• [Task to complete]: What you return should match the records below exactly.

[Stored items]
* * * * *

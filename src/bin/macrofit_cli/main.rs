// ABOUTME: Macrofit CLI - JSON-in / JSON-out wrapper around the nutrition engine
// ABOUTME: Exposes daily targets, meal scaling, ranking, progress analysis, and adaptation checks
//
// SPDX-License-Identifier: MIT OR Apache-2.0
// Copyright (c) 2025 Pierre Fitness Intelligence
//!
//! Usage:
//! ```bash
//! # Daily targets for a profile
//! macrofit-cli targets --profile profile.json
//!
//! # Target for the next meal (two meals left today)
//! macrofit-cli meal-target --daily daily.json --logged logged.json --meals-remaining 2
//!
//! # Scale one meal, or rank several, against a target
//! macrofit-cli scale --meal meal.json --target target.json --catalog catalog.json
//! macrofit-cli rank --meals meals.json --target target.json --catalog catalog.json
//!
//! # Weekly progress and calorie adjustment
//! macrofit-cli analyze --history history.json --goal moderate-loss
//! macrofit-cli adjust --goals goals.json --history history.json --goal moderate-loss
//!
//! # Metabolic adaptation check
//! macrofit-cli adaptation --history history.json --sex female --goal moderate-loss
//! ```

mod commands;
mod helpers;

use std::path::PathBuf;

use clap::{Parser, Subcommand, ValueEnum};
use macrofit::config::EngineConfig;
use macrofit::errors::{AppError, AppResult};
use macrofit::logging::LoggingConfig;
use macrofit::models::{GoalCategory, Sex};
use tracing::debug;

#[derive(Parser)]
#[command(
    name = "macrofit-cli",
    about = "Macrofit nutrition engine CLI",
    long_about = "Reads JSON inputs, runs one engine operation, and prints the JSON result on stdout."
)]
struct Cli {
    #[command(subcommand)]
    command: Command,

    /// Enable debug logging
    #[arg(long, short = 'v', global = true)]
    verbose: bool,
}

#[non_exhaustive]
#[derive(Subcommand)]
enum Command {
    /// Compute BMR, TDEE and daily macro goals for a user profile
    Targets {
        /// User profile JSON file
        #[arg(long)]
        profile: PathBuf,
    },

    /// Compute the macro target for the next meal of the day
    MealTarget {
        /// Daily macro goals JSON file
        #[arg(long)]
        daily: PathBuf,

        /// Macros already logged today JSON file
        #[arg(long)]
        logged: PathBuf,

        /// Meals left today, including the next one
        #[arg(long, default_value = "1")]
        meals_remaining: u32,

        /// Distribution weights for the remaining meals (comma-separated, next meal first)
        #[arg(long, value_delimiter = ',')]
        weights: Option<Vec<f64>>,
    },

    /// Scale one meal to a macro target
    Scale {
        /// Meal template JSON file
        #[arg(long)]
        meal: PathBuf,

        /// Macro target JSON file
        #[arg(long)]
        target: PathBuf,

        /// Ingredient catalog JSON file (array of ingredients)
        #[arg(long)]
        catalog: PathBuf,
    },

    /// Scale candidate meals to a target and rank them by fit
    Rank {
        /// Meal templates JSON file (array)
        #[arg(long)]
        meals: PathBuf,

        /// Macro target JSON file
        #[arg(long)]
        target: PathBuf,

        /// Ingredient catalog JSON file (array of ingredients)
        #[arg(long)]
        catalog: PathBuf,
    },

    /// Analyze weekly progress history
    Analyze {
        /// Weekly progress records JSON file (array, oldest first)
        #[arg(long)]
        history: PathBuf,

        /// Body-weight goal
        #[arg(long, value_enum)]
        goal: GoalArg,
    },

    /// Analyze weekly progress and apply the recommended adjustment to the current goals
    Adjust {
        /// Current daily macro goals JSON file
        #[arg(long)]
        goals: PathBuf,

        /// Weekly progress records JSON file (array, oldest first)
        #[arg(long)]
        history: PathBuf,

        /// Body-weight goal
        #[arg(long, value_enum)]
        goal: GoalArg,
    },

    /// Check weekly history for signs of metabolic adaptation
    Adaptation {
        /// Weekly progress records JSON file (array, oldest first)
        #[arg(long)]
        history: PathBuf,

        /// Biological sex
        #[arg(long, value_enum)]
        sex: SexArg,

        /// Body-weight goal
        #[arg(long, value_enum)]
        goal: GoalArg,
    },
}

#[derive(Clone, Copy, ValueEnum)]
enum GoalArg {
    RapidLoss,
    ModerateLoss,
    Maintenance,
    ModerateGain,
    RapidGain,
}

impl From<GoalArg> for GoalCategory {
    fn from(goal: GoalArg) -> Self {
        match goal {
            GoalArg::RapidLoss => Self::RapidLoss,
            GoalArg::ModerateLoss => Self::ModerateLoss,
            GoalArg::Maintenance => Self::Maintenance,
            GoalArg::ModerateGain => Self::ModerateGain,
            GoalArg::RapidGain => Self::RapidGain,
        }
    }
}

#[derive(Clone, Copy, ValueEnum)]
enum SexArg {
    Male,
    Female,
}

impl From<SexArg> for Sex {
    fn from(sex: SexArg) -> Self {
        match sex {
            SexArg::Male => Self::Male,
            SexArg::Female => Self::Female,
        }
    }
}

fn main() -> AppResult<()> {
    let cli = Cli::parse();

    let mut logging = LoggingConfig::from_env();
    if cli.verbose {
        logging = logging.with_level("debug");
    }
    logging
        .init()
        .map_err(|e| AppError::internal(format!("Failed to initialize logging: {e}")))?;

    debug!("Macrofit CLI");

    // Reject bad MACROFIT_* overrides instead of silently using defaults
    EngineConfig::load()?;

    match cli.command {
        Command::Targets { profile } => commands::planning::targets(&profile),
        Command::MealTarget {
            daily,
            logged,
            meals_remaining,
            weights,
        } => commands::planning::meal_target(&daily, &logged, meals_remaining, weights.as_deref()),
        Command::Scale {
            meal,
            target,
            catalog,
        } => commands::meals::scale(&meal, &target, &catalog),
        Command::Rank {
            meals,
            target,
            catalog,
        } => commands::meals::rank(&meals, &target, &catalog),
        Command::Analyze { history, goal } => commands::progress::analyze(&history, goal.into()),
        Command::Adjust {
            goals,
            history,
            goal,
        } => commands::progress::adjust(&goals, &history, goal.into()),
        Command::Adaptation { history, sex, goal } => {
            commands::progress::adaptation(&history, sex.into(), goal.into())
        }
    }
}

* * * * *

• [Worked solution]:
filename src/bin/macrofit_cli/main.rs
// ABOUTME: Macrofit CLI - JSON-in / JSON-out wrapper around the nutrition engine
// ABOUTME: Exposes daily targets, meal scaling, ranking, progress analysis, and adaptation checks
//
// SPDX-License-Identifier: MIT OR Apache-2.0
// Copyright (c) 2025 Pierre Fitness Intelligence
//!
//! Usage:
//! ```bash
//! # Daily targets for a profile
//! macrofit-cli targets --profile profile.json
//!
//! # Target for the next meal (two meals left today)
//! macrofit-cli meal-target --daily daily.json --logged logged.json --meals-remaining 2
//!
//! # Scale one meal, or rank several, against a target
//! macrofit-cli scale --meal meal.json --target target.json --catalog catalog.json
//! macrofit-cli rank --meals meals.json --target target.json --catalog catalog.json
//!
//! # Weekly progress and calorie adjustment
//! macrofit-cli analyze --history history.json --goal moderate-loss
//! macrofit-cli adjust --goals goals.json --history history.json --goal moderate-loss
//!
//! # Metabolic adaptation check
//! macrofit-cli adaptation --history history.json --sex female --goal moderate-loss
//! ```

mod commands;
mod helpers;

use std::path::PathBuf;

use clap::{Parser, Subcommand, ValueEnum};
use macrofit::config::EngineConfig;
use macrofit::errors::{AppError, AppResult};
use macrofit::logging::LoggingConfig;
use macrofit::models::{GoalCategory, Sex};
use tracing::debug;

#[derive(Parser)]
#[command(
    name = "macrofit-cli",
    about = "Macrofit nutrition engine CLI",
    long_about = "Reads JSON inputs, runs one engine operation, and prints the JSON result on stdout."
)]
struct Cli {
    #[command(subcommand)]
    command: Command,

    /// Enable debug logging
    #[arg(long, short = 'v', global = true)]
    verbose: bool,
}

#[non_exhaustive]
#[derive(Subcommand)]
enum Command {
    /// Compute BMR, TDEE and daily macro goals for a user profile
    Targets {
        /// User profile JSON file
        #[arg(long)]
        profile: PathBuf,
    },

    /// Compute the macro target for the next meal of the day
    MealTarget {
        /// Daily macro goals JSON file
        #[arg(long)]
        daily: PathBuf,

        /// Macros already logged today JSON file
        #[arg(long)]
        logged: PathBuf,

        /// Meals left today, including the next one
        #[arg(long, default_value = "1")]
        meals_remaining: u32,

        /// Distribution weights for the remaining meals (comma-separated, next meal first)
        #[arg(long, value_delimiter = ',')]
        weights: Option<Vec<f64>>,
    },

    /// Scale one meal to a macro target
    Scale {
        /// Meal template JSON file
        #[arg(long)]
        meal: PathBuf,

        /// Macro target JSON file
        #[arg(long)]
        target: PathBuf,

        /// Ingredient catalog JSON file (array of ingredients)
        #[arg(long)]
        catalog: PathBuf,
    },

    /// Scale candidate meals to a target and rank them by fit
    Rank {
        /// Meal templates JSON file (array)
        #[arg(long)]
        meals: PathBuf,

        /// Macro target JSON file
        #[arg(long)]
        target: PathBuf,

        /// Ingredient catalog JSON file (array of ingredients)
        #[arg(long)]
        catalog: PathBuf,
    },

    /// Analyze weekly progress history
    Analyze {
        /// Weekly progress records JSON file (array, oldest first)
        #[arg(long)]
        history: PathBuf,

        /// Body-weight goal
        #[arg(long, value_enum)]
        goal: GoalArg,
    },

    /// Analyze weekly progress and apply the recommended adjustment to the current goals
    Adjust {
        /// Current daily macro goals JSON file
        #[arg(long)]
        goals: PathBuf,

        /// Weekly progress records JSON file (array, oldest first)
        #[arg(long)]
        history: PathBuf,

        /// Body-weight goal
        #[arg(long, value_enum)]
        goal: GoalArg,
    },

    /// Check weekly history for signs of metabolic adaptation
    Adaptation {
        /// Weekly progress records JSON file (array, oldest first)
        #[arg(long)]
        history: PathBuf,

        /// Biological sex
        #[arg(long, value_enum)]
        sex: SexArg,

        /// Body-weight goal
        #[arg(long, value_enum)]
        goal: GoalArg,
    },
}

#[derive(Clone, Copy, ValueEnum)]
enum GoalArg {
    RapidLoss,
    ModerateLoss,
    Maintenance,
    ModerateGain,
    RapidGain,
}

impl From<GoalArg> for GoalCategory {
    fn from(goal: GoalArg) -> Self {
        match goal {
            GoalArg::RapidLoss => Self::RapidLoss,
            GoalArg::ModerateLoss => Self::ModerateLoss,
            GoalArg::Maintenance => Self::Maintenance,
            GoalArg::ModerateGain => Self::ModerateGain,
            GoalArg::RapidGain => Self::RapidGain,
        }
    }
}

#[derive(Clone, Copy, ValueEnum)]
enum SexArg {
    Male,
    Female,
}

impl From<SexArg> for Sex {
    fn from(sex: SexArg) -> Self {
        match sex {
            SexArg::Male => Self::Male,
            SexArg::Female => Self::Female,
        }
    }
}

fn main() -> AppResult<()> {
    let cli = Cli::parse();

    let mut logging = LoggingConfig::from_env();
    if cli.verbose {
        logging = logging.with_level("debug");
    }
    logging
        .init()
        .map_err(|e| AppError::internal(format!("Failed to initialize logging: {e}")))?;

    debug!("Macrofit CLI");

    // Reject bad MACROFIT_* overrides instead of silently using defaults
    EngineConfig::load()?;

    match cli.command {
        Command::Targets { profile } => commands::planning::targets(&profile),
        Command::MealTarget {
            daily,
            logged,
            meals_remaining,
            weights,
        } => commands::planning::meal_target(&daily, &logged, meals_remaining, weights.as_deref()),
        Command::Scale {
            meal,
            target,
            catalog,
        } => commands::meals::scale(&meal, &target, &catalog),
        Command::Rank {
            meals,
            target,
            catalog,
        } => commands::meals::rank(&meals, &target, &catalog),
        Command::Analyze { history, goal } => commands::progress::analyze(&history, goal.into()),
        Command::Adjust {
            goals,
            history,
            goal,
        } => commands::progress::adjust(&goals, &history, goal.into()),
        Command::Adaptation { history, sex, goal } => {
            commands::progress::adaptation(&history, sex.into(), goal.into())
        }
    }
}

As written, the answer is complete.